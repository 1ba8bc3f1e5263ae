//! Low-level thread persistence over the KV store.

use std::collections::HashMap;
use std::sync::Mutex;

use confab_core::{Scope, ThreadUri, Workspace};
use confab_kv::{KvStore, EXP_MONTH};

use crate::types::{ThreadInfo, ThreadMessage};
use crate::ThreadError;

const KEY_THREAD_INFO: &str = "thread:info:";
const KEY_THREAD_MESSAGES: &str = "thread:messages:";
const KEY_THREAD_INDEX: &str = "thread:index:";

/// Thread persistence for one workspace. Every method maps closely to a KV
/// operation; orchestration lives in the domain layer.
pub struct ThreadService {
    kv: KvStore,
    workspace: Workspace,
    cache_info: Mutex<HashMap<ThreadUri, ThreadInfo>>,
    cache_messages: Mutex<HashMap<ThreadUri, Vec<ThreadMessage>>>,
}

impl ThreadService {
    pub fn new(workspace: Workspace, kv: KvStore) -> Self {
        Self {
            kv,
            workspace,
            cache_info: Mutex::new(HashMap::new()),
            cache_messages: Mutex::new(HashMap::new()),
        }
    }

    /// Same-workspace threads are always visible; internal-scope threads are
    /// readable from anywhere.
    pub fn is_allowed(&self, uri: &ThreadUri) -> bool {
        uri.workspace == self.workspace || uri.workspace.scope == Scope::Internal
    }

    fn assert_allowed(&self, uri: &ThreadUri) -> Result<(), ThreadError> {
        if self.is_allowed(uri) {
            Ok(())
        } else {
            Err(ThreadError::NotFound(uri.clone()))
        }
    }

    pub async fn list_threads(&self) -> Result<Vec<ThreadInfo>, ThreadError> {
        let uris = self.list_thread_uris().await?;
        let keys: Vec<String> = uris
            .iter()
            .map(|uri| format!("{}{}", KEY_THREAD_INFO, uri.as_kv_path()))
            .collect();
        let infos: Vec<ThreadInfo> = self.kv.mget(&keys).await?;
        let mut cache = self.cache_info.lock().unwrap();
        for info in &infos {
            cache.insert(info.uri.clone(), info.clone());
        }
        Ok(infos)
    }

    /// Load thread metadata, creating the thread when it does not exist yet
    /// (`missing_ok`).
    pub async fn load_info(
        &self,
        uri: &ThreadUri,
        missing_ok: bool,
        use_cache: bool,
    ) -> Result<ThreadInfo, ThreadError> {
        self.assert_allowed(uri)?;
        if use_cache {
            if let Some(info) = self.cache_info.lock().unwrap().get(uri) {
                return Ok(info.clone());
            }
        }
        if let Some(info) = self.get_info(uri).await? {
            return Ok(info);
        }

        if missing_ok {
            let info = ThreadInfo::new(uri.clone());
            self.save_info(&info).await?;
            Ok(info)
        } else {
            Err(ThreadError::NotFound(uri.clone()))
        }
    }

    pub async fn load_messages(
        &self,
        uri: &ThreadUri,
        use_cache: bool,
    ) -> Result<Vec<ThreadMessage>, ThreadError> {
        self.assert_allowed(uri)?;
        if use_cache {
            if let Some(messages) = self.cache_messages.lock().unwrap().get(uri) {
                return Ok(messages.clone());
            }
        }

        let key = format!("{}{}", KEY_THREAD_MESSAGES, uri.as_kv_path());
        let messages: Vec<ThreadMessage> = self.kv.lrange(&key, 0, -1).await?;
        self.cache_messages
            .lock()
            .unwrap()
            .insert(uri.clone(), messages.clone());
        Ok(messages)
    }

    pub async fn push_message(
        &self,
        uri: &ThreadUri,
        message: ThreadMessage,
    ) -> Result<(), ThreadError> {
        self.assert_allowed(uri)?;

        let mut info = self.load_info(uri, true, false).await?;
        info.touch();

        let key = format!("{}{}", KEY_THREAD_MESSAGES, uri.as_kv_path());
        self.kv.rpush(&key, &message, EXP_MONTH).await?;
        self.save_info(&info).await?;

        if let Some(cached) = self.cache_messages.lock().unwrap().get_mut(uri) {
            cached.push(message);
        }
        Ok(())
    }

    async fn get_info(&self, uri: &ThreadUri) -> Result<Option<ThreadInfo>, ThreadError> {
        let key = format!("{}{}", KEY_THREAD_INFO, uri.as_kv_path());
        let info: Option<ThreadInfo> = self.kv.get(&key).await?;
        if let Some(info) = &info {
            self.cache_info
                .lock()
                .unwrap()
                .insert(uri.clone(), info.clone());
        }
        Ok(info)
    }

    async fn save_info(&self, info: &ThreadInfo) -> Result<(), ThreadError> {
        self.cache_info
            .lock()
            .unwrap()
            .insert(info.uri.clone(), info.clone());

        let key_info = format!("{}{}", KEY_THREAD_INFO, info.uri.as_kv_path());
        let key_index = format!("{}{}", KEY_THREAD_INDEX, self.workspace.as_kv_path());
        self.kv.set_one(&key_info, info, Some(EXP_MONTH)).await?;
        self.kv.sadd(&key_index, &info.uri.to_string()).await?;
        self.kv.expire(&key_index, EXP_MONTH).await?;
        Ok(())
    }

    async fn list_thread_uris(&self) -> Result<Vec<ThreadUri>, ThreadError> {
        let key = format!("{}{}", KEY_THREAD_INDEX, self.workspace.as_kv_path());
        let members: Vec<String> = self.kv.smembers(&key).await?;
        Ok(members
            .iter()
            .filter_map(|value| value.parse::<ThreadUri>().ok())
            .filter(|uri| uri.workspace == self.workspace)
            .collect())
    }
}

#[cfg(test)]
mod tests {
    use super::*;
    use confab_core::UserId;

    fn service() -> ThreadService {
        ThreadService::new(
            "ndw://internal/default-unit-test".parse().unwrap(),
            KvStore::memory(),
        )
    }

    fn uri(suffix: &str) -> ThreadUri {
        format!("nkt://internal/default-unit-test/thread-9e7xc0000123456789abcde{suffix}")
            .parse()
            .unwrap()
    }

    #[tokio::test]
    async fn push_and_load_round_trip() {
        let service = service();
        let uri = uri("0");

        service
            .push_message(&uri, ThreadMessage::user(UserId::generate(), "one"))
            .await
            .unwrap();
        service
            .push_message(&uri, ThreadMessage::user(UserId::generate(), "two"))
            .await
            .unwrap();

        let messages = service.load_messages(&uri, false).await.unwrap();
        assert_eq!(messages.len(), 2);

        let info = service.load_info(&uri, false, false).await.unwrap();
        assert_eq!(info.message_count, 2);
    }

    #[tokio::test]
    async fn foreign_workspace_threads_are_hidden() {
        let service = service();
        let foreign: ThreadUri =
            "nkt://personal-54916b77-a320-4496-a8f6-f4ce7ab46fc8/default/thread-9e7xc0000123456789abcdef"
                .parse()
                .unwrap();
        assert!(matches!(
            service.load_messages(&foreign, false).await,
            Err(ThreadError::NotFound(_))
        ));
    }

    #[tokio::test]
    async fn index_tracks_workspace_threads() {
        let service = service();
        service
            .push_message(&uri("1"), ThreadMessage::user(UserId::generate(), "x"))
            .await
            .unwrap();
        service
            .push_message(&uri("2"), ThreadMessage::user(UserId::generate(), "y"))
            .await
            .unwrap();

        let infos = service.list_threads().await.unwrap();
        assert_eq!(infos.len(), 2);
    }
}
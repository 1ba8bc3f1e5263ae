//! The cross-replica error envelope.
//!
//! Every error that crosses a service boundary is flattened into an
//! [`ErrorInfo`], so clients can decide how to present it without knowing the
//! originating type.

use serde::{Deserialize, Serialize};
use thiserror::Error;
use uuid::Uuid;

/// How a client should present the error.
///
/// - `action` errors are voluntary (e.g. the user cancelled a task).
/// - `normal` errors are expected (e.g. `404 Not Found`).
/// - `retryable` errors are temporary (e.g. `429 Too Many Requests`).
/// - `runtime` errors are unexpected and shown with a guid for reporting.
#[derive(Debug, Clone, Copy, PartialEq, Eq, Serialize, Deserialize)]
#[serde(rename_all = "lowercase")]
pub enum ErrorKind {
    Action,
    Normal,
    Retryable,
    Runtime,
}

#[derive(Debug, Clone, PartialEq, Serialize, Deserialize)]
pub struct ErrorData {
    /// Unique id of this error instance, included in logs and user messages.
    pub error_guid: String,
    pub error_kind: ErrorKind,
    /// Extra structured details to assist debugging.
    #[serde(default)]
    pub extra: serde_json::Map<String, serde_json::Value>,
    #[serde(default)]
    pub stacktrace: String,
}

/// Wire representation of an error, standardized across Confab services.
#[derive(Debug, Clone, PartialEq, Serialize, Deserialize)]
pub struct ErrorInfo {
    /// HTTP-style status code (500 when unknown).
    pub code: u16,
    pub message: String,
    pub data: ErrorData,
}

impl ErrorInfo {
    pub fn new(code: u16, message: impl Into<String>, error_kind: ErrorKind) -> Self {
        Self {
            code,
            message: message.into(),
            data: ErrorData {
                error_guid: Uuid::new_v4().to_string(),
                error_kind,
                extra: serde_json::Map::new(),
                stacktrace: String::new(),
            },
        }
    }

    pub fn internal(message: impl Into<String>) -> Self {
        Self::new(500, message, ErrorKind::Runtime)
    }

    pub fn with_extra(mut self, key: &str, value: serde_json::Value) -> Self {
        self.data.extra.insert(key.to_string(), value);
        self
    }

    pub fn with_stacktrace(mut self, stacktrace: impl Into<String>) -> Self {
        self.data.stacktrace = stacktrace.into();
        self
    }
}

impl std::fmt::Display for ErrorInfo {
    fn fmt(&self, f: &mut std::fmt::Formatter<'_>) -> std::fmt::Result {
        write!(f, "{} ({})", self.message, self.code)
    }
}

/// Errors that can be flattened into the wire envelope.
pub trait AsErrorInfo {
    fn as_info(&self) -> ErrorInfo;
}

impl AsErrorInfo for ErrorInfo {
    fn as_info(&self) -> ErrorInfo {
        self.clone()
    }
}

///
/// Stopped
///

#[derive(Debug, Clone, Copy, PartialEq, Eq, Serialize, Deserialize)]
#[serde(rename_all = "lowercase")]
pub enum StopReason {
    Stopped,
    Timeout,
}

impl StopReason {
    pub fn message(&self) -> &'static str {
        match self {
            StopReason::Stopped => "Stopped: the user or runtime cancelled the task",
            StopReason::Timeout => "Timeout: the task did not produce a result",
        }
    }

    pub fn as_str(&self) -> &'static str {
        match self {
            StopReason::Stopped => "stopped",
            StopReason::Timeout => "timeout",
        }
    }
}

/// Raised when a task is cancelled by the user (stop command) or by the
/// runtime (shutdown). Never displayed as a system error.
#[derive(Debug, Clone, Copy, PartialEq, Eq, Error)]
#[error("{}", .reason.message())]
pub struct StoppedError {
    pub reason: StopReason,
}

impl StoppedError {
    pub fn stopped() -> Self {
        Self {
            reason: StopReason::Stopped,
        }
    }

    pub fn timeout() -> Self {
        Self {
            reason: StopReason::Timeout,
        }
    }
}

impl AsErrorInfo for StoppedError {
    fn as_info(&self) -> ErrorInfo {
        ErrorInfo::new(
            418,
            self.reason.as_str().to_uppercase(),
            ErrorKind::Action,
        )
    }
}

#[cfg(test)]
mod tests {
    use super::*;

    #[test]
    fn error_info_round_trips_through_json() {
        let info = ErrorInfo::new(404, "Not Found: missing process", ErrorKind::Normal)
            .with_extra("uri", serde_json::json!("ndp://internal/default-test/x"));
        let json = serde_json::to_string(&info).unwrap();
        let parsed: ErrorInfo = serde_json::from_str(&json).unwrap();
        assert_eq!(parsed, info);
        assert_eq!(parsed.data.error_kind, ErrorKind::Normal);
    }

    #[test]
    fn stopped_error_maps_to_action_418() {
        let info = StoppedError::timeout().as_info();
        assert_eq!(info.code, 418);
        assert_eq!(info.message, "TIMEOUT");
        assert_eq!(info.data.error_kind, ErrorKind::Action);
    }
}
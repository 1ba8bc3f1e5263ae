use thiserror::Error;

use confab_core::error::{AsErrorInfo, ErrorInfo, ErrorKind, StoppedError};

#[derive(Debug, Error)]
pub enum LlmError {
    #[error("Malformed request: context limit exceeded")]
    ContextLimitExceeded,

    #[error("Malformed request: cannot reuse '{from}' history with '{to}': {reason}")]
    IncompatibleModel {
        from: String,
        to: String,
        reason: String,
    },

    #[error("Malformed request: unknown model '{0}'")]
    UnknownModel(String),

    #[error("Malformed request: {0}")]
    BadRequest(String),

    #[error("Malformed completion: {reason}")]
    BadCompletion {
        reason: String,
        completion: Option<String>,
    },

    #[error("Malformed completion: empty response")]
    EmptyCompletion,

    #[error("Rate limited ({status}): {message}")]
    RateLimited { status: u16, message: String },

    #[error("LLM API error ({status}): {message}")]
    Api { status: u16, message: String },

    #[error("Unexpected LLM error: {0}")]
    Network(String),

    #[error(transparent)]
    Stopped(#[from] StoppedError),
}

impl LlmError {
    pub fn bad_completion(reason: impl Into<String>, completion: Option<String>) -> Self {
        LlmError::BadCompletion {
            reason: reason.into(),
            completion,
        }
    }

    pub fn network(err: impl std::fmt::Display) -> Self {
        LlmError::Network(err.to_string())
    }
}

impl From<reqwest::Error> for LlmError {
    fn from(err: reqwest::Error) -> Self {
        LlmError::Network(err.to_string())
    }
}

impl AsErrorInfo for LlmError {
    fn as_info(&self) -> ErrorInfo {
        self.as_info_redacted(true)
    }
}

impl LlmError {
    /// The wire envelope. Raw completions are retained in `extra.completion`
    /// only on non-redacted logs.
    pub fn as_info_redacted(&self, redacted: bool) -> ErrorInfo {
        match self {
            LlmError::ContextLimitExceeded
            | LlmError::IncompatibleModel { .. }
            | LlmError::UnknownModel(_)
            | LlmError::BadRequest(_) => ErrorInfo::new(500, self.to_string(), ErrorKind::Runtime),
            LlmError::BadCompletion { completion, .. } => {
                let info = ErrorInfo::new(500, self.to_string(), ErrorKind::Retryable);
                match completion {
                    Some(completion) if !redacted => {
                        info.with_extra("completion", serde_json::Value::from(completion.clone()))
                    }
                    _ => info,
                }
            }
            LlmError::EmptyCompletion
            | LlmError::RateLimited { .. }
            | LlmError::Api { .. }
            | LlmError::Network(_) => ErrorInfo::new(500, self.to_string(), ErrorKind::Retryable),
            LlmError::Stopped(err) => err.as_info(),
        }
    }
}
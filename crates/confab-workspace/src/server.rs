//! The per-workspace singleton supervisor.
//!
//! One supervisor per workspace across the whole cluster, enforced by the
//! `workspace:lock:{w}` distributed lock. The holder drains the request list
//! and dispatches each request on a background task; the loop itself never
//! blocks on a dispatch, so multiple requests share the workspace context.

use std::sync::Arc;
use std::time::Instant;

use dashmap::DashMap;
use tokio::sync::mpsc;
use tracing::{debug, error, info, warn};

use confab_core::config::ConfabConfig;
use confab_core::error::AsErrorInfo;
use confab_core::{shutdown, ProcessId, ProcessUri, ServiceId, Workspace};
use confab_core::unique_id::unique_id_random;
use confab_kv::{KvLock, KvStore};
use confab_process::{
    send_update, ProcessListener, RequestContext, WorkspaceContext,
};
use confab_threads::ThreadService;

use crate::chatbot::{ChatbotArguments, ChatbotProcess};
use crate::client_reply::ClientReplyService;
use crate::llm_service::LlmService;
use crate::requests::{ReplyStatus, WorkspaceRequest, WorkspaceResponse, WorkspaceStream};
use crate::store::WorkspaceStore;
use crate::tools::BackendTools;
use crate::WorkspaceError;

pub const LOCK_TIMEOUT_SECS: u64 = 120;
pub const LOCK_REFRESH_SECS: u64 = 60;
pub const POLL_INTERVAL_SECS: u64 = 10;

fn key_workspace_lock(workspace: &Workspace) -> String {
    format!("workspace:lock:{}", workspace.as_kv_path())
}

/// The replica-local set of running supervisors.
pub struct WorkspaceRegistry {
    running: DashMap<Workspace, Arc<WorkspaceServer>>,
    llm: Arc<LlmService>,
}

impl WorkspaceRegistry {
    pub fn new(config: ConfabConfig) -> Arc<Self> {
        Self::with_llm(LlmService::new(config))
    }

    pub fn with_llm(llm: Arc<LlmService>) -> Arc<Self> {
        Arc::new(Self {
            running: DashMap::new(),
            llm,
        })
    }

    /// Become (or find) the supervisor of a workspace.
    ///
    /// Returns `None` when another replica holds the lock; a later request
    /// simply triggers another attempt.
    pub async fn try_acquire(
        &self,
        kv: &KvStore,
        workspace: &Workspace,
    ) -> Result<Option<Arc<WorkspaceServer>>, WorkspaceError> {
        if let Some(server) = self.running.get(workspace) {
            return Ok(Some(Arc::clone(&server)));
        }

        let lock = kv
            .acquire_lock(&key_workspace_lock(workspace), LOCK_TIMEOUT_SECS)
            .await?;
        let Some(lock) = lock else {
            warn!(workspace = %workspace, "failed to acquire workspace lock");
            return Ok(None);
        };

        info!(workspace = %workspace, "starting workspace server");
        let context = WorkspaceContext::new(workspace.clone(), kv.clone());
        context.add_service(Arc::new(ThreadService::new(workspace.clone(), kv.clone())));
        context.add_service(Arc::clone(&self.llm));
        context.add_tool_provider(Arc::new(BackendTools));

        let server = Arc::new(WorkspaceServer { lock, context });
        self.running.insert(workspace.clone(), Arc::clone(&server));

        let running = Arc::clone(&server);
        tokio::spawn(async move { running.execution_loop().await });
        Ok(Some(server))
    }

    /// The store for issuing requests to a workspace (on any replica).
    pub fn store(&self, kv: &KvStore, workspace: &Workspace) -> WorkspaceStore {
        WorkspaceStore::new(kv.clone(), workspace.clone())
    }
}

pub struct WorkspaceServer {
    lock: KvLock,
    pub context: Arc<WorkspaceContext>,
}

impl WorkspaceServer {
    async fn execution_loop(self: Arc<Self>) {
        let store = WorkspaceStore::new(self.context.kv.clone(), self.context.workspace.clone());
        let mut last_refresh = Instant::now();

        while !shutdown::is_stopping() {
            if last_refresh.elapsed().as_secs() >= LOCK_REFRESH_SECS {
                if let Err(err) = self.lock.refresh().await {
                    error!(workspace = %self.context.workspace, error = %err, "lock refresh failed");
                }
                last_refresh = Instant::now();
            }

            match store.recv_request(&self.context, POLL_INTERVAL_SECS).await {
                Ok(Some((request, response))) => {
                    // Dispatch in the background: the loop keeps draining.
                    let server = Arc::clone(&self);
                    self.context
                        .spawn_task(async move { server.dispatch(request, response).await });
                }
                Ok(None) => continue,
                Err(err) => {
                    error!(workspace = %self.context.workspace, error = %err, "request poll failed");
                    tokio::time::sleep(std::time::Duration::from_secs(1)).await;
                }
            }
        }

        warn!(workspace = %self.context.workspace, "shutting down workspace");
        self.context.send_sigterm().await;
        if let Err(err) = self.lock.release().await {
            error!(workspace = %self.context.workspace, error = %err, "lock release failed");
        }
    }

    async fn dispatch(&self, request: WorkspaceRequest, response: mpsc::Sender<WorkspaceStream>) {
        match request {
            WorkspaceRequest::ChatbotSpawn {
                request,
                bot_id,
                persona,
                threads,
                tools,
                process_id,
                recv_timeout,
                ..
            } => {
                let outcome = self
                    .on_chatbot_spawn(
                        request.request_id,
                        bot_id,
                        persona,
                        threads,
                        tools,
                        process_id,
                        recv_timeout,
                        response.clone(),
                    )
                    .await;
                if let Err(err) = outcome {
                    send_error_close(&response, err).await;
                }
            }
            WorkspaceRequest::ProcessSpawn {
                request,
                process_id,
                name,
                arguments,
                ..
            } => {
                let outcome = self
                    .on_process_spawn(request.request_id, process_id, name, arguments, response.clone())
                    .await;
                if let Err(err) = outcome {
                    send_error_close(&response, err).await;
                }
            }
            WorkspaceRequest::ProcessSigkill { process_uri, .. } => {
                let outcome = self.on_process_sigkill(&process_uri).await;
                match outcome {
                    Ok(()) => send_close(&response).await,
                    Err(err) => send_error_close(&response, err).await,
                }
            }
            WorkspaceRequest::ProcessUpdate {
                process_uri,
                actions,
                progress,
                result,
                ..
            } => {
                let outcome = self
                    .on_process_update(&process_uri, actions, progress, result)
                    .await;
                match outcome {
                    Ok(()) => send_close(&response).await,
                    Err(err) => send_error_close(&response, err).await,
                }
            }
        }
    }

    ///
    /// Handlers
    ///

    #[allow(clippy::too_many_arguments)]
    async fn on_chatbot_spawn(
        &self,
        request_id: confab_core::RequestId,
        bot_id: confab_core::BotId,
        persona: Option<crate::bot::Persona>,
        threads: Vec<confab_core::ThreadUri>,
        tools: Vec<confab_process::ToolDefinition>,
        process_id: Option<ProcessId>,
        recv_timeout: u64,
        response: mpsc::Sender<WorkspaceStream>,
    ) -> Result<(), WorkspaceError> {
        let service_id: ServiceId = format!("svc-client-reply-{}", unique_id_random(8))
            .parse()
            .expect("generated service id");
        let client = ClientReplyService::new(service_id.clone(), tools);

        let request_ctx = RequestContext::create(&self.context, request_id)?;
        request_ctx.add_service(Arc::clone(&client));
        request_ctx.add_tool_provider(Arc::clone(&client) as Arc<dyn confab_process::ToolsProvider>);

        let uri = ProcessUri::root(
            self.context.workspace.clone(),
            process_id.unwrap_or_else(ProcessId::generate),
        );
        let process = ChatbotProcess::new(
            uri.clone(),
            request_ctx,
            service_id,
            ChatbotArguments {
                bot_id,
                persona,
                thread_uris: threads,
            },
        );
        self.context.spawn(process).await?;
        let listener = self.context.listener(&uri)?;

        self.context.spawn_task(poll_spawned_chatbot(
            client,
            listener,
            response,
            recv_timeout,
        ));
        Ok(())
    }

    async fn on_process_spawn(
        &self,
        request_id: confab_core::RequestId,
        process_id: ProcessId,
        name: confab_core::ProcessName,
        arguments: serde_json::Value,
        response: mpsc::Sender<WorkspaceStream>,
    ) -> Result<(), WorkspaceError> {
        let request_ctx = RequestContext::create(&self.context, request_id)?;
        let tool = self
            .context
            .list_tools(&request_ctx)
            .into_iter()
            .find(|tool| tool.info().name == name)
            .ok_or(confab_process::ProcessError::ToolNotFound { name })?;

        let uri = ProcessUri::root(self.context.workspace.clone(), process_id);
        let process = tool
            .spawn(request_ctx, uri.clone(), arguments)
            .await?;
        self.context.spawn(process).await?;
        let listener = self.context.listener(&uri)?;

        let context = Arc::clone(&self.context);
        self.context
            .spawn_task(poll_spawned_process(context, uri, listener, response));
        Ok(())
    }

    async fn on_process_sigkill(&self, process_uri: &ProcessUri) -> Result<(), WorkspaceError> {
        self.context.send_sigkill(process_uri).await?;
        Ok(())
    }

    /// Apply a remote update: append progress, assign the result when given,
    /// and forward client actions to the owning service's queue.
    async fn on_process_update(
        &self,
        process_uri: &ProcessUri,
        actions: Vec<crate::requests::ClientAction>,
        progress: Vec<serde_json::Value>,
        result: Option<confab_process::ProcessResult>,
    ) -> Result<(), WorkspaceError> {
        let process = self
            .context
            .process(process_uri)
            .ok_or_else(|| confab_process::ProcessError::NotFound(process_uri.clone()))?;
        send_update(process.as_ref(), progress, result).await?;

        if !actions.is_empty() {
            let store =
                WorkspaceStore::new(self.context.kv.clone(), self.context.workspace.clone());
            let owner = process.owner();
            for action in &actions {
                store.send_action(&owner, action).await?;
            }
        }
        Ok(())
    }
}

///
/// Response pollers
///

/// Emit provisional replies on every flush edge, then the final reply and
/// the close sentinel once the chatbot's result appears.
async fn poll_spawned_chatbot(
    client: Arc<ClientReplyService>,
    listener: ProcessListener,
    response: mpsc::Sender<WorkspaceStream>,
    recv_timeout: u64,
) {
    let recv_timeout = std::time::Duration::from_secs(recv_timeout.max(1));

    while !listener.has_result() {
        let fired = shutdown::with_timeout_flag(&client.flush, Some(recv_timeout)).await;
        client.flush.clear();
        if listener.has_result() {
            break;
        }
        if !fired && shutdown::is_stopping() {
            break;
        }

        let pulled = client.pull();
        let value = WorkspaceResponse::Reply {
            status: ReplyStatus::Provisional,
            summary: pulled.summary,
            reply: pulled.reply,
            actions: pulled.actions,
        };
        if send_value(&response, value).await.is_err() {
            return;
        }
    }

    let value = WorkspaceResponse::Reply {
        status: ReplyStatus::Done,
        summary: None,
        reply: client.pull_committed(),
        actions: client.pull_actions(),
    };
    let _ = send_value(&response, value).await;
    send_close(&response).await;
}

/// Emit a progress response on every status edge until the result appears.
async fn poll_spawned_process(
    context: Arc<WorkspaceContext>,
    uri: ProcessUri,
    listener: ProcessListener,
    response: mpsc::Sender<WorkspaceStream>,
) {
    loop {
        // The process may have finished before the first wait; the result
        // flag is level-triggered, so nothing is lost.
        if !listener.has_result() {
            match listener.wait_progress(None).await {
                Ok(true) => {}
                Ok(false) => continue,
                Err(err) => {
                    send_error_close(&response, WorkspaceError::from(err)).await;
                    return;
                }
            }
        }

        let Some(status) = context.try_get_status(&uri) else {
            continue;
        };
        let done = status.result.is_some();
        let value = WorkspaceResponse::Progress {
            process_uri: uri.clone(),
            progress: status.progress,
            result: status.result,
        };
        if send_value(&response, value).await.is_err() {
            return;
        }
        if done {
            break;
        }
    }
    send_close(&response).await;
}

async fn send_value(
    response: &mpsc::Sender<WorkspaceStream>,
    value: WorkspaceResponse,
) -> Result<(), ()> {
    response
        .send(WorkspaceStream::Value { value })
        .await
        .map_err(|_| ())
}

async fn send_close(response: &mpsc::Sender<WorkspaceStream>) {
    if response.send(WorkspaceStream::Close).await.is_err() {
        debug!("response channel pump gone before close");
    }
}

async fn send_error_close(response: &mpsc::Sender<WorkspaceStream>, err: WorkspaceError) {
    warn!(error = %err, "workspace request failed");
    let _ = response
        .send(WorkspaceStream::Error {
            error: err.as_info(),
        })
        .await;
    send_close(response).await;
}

□ □ □ □ □

Lines containing the word "UserId" are to be pulled from the records and copied.

    use confab_core::UserId;
            .push_message(&uri, ThreadMessage::user(UserId::generate(), "one"))
            .push_message(&uri, ThreadMessage::user(UserId::generate(), "two"))
            .push_message(&uri("1"), ThreadMessage::user(UserId::generate(), "x"))
            .push_message(&uri("2"), ThreadMessage::user(UserId::generate(), "y"))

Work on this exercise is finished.